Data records
------------------------------
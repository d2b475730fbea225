//! Template engine for rendering documentation pages.

use adorn_html::HeadingNode;
use minijinja::{context, Environment};

/// A navigation item.
#[derive(Debug, Clone, serde::Serialize)]
pub struct NavItem {
    /// Display title
    pub title: String,
    /// URL path
    pub path: String,
    /// Child items
    pub children: Vec<NavItem>,
    /// Whether this is the active page
    pub active: bool,
}

/// Context for rendering a page template.
#[derive(Debug, Clone, serde::Serialize)]
pub struct Context {
    /// Page title
    pub title: String,
    /// Page description, if any
    pub description: Option<String>,
    /// Site title
    pub site_title: String,
    /// Rendered content HTML
    pub content: String,
    /// Navigation items
    pub nav: Vec<NavItem>,
    /// Heading outline
    pub toc: Vec<HeadingNode>,
    /// Base URL
    pub base_url: String,
    /// Extra stylesheets, relative to the site root
    pub extra_css: Vec<String>,
    /// Extra scripts, relative to the site root
    pub extra_javascript: Vec<String>,
}

/// Template engine using minijinja.
pub struct TemplateEngine {
    env: Environment<'static>,
}

impl TemplateEngine {
    /// Create a new template engine with the built-in templates.
    pub fn new() -> Result<Self, minijinja::Error> {
        let mut env = Environment::new();

        env.add_template("base.html", BASE_TEMPLATE)?;
        env.add_template("doc.html", DOC_TEMPLATE)?;
        env.add_template("nav.html", NAV_TEMPLATE)?;

        Ok(Self { env })
    }

    /// Render a page using the specified template.
    pub fn render_page(
        &self,
        template: &str,
        context: &Context,
    ) -> Result<String, minijinja::Error> {
        let tmpl = self.env.get_template(template)?;

        tmpl.render(context! {
            title => &context.title,
            description => &context.description,
            site_title => &context.site_title,
            content => &context.content,
            nav => &context.nav,
            toc => &context.toc,
            base_url => &context.base_url,
            extra_css => &context.extra_css,
            extra_javascript => &context.extra_javascript,
        })
    }
}

const BASE_TEMPLATE: &str = r##"<!DOCTYPE html>
<html lang="en">
<head>
  <meta charset="utf-8">
  <meta name="viewport" content="width=device-width, initial-scale=1">
  <title>{{ title }} - {{ site_title }}</title>
  {% if description %}<meta name="description" content="{{ description }}">
  {% endif %}<link rel="stylesheet" href="{{ base_url }}assets/main.css">
  {% for href in extra_css %}<link rel="stylesheet" href="{{ base_url }}{{ href }}">
  {% endfor %}
</head>
<body>
  <div class="layout">
    <nav class="sidebar">
      {% include "nav.html" %}
    </nav>
    <main class="main">
      {% block content %}{% endblock %}
    </main>
  </div>
  <script src="{{ base_url }}assets/main.js"></script>
  {% for src in extra_javascript %}<script src="{{ base_url }}{{ src }}"></script>
  {% endfor %}
</body>
</html>"##;

const DOC_TEMPLATE: &str = r##"{% extends "base.html" %}

{% block content %}
<article class="doc">
  <div class="content">
    {{ content | safe }}
  </div>
</article>

{% if toc %}
<aside class="toc">
  <h2>On this page</h2>
  <ul>
  {% for entry in toc recursive %}
    <li>
      <a href="#{{ entry.id }}">{{ entry.title }}</a>
      {% if entry.children %}<ul>{{ loop(entry.children) }}</ul>{% endif %}
    </li>
  {% endfor %}
  </ul>
</aside>
{% endif %}
{% endblock %}"##;

const NAV_TEMPLATE: &str = r##"<a href="{{ base_url }}" class="nav-logo">{{ site_title }}</a>
<ul class="nav-list">
{% for item in nav %}
  <li class="nav-item{% if item.active %} active{% endif %}">
    <a href="{{ item.path }}">{{ item.title }}</a>
    {% if item.children %}
    <ul class="nav-children">
      {% for child in item.children %}
      <li class="nav-item{% if child.active %} active{% endif %}">
        <a href="{{ child.path }}">{{ child.title }}</a>
      </li>
      {% endfor %}
    </ul>
    {% endif %}
  </li>
{% endfor %}
</ul>"##;

#[cfg(test)]
mod tests {
    use super::*;

    fn context(title: &str) -> Context {
        Context {
            title: title.to_string(),
            description: None,
            site_title: "Docs".to_string(),
            content: String::new(),
            nav: vec![],
            toc: vec![],
            base_url: "/".to_string(),
            extra_css: vec![],
            extra_javascript: vec![],
        }
    }

    #[test]
    fn renders_basic_page() {
        let engine = TemplateEngine::new().unwrap();

        let context = Context {
            site_title: "My Docs".to_string(),
            content: "<p>Hello world</p>".to_string(),
            ..context("Install")
        };

        let html = engine.render_page("doc.html", &context).unwrap();

        assert!(html.contains("<title>Install - My Docs</title>"));
        assert!(html.contains("<p>Hello world</p>"));
        assert!(!html.contains("name=\"description\""));
        assert!(!html.contains("On this page"));
    }

    #[test]
    fn renders_navigation() {
        let engine = TemplateEngine::new().unwrap();

        let context = Context {
            nav: vec![
                NavItem {
                    title: "Home".to_string(),
                    path: "/".to_string(),
                    children: vec![],
                    active: true,
                },
                NavItem {
                    title: "Guide".to_string(),
                    path: "/guide/".to_string(),
                    children: vec![NavItem {
                        title: "Setup".to_string(),
                        path: "/guide/setup/".to_string(),
                        children: vec![],
                        active: false,
                    }],
                    active: false,
                },
            ],
            ..context("Home")
        };

        let html = engine.render_page("doc.html", &context).unwrap();

        assert!(html.contains(r#"<li class="nav-item active">"#));
        assert!(html.contains(">Setup</a>"));
        assert!(html.find(">Guide</a>").unwrap() < html.find(">Setup</a>").unwrap());
    }

    #[test]
    fn renders_nested_outline() {
        let engine = TemplateEngine::new().unwrap();

        let mut usage = HeadingNode::new("Usage", "_usage");
        usage.children.push(HeadingNode::new("Flags", "_flags"));
        let context = Context {
            toc: vec![usage, HeadingNode::new("FAQ", "_faq")],
            ..context("Guide")
        };

        let html = engine.render_page("doc.html", &context).unwrap();

        assert!(html.contains(r##"<a href="#_usage">Usage</a>"##));
        assert!(html.contains(r##"<a href="#_flags">Flags</a>"##));
        assert!(html.contains(r##"<a href="#_faq">FAQ</a>"##));
        let usage_at = html.find("#_usage").unwrap();
        let flags_at = html.find("#_flags").unwrap();
        let faq_at = html.find("#_faq").unwrap();
        assert!(usage_at < flags_at && flags_at < faq_at);
    }

    #[test]
    fn includes_extra_assets_and_description() {
        let engine = TemplateEngine::new().unwrap();

        let context = Context {
            description: Some("How to install".to_string()),
            base_url: "/docs/".to_string(),
            extra_css: vec!["assets/asciidoc.css".to_string()],
            extra_javascript: vec!["assets/strip_callouts_like_antora.js".to_string()],
            ..context("Install")
        };

        let html = engine.render_page("doc.html", &context).unwrap();

        assert!(html.contains(r#"<meta name="description" content="How to install">"#));
        assert!(html.contains("asciidoc.css\">"));
        assert!(html.contains("strip_callouts_like_antora.js\"></script>"));
    }
}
------------------------------
● Task description
Copy the lines above exactly, from the very first through the one containing "description, if any", and include no other line.

● Reply to the exercise
repository d2b475730fbea225
//! Template engine for rendering documentation pages.

use adorn_html::HeadingNode;
use minijinja::{context, Environment};

/// A navigation item.
#[derive(Debug, Clone, serde::Serialize)]
pub struct NavItem {
    /// Display title
    pub title: String,
    /// URL path
    pub path: String,
    /// Child items
    pub children: Vec<NavItem>,
    /// Whether this is the active page
    pub active: bool,
}

/// Context for rendering a page template.
#[derive(Debug, Clone, serde::Serialize)]
pub struct Context {
    /// Page title
    pub title: String,
    /// Page description, if any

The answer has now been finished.